---------- SOURCE INFORMATION

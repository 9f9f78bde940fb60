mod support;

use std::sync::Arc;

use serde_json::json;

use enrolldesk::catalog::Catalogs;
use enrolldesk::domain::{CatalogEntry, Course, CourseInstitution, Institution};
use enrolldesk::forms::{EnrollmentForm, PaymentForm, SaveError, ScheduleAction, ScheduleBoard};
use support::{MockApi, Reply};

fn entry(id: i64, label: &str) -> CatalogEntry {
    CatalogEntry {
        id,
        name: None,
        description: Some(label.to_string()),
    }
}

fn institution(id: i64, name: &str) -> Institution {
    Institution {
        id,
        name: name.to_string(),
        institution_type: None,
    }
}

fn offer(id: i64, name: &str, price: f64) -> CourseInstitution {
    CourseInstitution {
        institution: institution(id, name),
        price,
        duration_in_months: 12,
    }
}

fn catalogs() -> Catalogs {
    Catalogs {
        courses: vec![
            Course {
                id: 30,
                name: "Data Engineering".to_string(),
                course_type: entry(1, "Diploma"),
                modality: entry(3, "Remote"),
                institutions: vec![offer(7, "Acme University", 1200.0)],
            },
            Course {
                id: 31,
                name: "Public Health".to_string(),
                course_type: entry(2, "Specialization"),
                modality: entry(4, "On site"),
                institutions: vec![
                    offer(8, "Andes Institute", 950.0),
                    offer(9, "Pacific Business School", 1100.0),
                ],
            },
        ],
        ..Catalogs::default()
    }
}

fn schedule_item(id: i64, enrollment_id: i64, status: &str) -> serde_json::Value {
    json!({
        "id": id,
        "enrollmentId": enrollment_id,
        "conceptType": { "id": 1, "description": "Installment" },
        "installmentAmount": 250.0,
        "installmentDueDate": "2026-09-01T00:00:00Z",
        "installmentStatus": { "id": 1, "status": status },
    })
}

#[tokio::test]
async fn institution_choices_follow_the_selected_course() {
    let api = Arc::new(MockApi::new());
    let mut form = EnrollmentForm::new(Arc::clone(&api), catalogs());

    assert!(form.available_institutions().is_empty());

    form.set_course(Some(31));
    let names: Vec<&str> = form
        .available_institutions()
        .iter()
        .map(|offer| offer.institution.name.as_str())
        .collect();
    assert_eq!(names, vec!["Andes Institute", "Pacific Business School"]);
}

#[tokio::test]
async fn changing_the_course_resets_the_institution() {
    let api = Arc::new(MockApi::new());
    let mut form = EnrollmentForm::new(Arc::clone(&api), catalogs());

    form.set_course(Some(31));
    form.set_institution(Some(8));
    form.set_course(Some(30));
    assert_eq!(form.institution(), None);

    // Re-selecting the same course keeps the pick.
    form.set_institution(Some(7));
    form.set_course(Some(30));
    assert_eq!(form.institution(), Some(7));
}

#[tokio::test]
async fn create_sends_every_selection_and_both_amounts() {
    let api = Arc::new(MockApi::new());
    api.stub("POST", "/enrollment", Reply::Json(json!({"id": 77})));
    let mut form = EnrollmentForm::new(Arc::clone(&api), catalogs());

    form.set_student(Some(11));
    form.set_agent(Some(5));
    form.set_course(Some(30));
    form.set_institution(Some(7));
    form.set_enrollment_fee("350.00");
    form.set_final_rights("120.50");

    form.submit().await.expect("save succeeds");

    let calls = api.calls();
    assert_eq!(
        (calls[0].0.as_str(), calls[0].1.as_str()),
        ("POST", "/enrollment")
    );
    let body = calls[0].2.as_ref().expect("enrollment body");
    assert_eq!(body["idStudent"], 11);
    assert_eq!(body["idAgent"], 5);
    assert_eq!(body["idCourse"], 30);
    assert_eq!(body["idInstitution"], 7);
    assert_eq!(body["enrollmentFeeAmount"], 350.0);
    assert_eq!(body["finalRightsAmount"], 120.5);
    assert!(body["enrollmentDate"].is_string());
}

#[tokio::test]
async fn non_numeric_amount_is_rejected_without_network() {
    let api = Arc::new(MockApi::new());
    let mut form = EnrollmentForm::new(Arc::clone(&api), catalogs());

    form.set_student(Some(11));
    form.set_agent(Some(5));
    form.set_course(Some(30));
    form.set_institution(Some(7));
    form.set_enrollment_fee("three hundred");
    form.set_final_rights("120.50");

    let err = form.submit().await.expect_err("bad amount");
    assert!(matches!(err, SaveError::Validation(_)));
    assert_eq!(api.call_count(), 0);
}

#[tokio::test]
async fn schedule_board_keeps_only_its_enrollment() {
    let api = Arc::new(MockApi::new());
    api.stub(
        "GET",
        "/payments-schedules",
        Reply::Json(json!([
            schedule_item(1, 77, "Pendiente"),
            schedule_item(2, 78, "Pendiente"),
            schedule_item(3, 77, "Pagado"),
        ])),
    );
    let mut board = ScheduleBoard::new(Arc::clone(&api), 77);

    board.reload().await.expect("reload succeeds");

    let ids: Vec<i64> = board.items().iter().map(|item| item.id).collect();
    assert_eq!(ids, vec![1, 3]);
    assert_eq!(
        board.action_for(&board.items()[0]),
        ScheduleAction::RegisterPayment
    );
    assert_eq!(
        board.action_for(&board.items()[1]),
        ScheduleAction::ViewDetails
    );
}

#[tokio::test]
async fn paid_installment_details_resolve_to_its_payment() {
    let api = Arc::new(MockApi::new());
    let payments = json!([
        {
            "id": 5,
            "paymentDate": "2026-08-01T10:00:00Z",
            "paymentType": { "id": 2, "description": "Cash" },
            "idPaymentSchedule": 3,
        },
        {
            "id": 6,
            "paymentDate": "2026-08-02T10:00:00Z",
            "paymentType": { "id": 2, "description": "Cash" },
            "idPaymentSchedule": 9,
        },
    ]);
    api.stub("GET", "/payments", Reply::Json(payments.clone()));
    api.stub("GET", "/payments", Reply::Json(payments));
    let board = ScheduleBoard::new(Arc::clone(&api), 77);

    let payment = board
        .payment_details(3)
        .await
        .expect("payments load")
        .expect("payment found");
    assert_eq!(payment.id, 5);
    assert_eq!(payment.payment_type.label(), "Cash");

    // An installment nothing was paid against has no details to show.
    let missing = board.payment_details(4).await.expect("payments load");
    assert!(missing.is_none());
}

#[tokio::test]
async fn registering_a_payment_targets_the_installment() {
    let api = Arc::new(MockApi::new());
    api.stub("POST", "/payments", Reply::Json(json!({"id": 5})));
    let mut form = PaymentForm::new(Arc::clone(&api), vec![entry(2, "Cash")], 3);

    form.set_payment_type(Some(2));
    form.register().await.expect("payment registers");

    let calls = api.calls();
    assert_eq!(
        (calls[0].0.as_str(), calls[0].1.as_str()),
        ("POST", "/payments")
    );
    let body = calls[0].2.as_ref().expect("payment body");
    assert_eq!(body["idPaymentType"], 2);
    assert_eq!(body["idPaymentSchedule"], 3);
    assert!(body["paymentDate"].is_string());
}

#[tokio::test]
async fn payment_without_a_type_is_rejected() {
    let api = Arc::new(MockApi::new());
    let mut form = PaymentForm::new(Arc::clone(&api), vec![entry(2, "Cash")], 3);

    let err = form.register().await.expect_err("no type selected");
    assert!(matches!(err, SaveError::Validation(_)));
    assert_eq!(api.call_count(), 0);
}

--------------------
---------- SOURCE INFORMATION

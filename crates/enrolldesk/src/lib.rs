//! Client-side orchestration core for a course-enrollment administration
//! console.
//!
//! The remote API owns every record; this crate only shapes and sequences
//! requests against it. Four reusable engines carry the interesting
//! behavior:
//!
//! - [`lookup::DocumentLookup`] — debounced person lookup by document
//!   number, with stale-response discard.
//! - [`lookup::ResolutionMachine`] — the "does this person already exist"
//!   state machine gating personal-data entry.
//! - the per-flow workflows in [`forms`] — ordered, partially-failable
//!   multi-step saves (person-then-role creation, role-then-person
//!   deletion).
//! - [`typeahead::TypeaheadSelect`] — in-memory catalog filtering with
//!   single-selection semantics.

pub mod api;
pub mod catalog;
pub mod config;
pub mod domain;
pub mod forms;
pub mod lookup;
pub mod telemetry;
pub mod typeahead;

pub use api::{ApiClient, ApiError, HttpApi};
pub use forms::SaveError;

--------------------

● EXERCISE DIRECTIONS
Whatever else the listing above holds, retype exactly only the lines from the one containing "pub mod domain;" to the one containing "pub use forms::SaveError;", both ends kept.

● ANSWER TO THIS EXERCISE
pub mod domain;
pub mod forms;
pub mod lookup;
pub mod telemetry;
pub mod typeahead;

pub use api::{ApiClient, ApiError, HttpApi};
pub use forms::SaveError;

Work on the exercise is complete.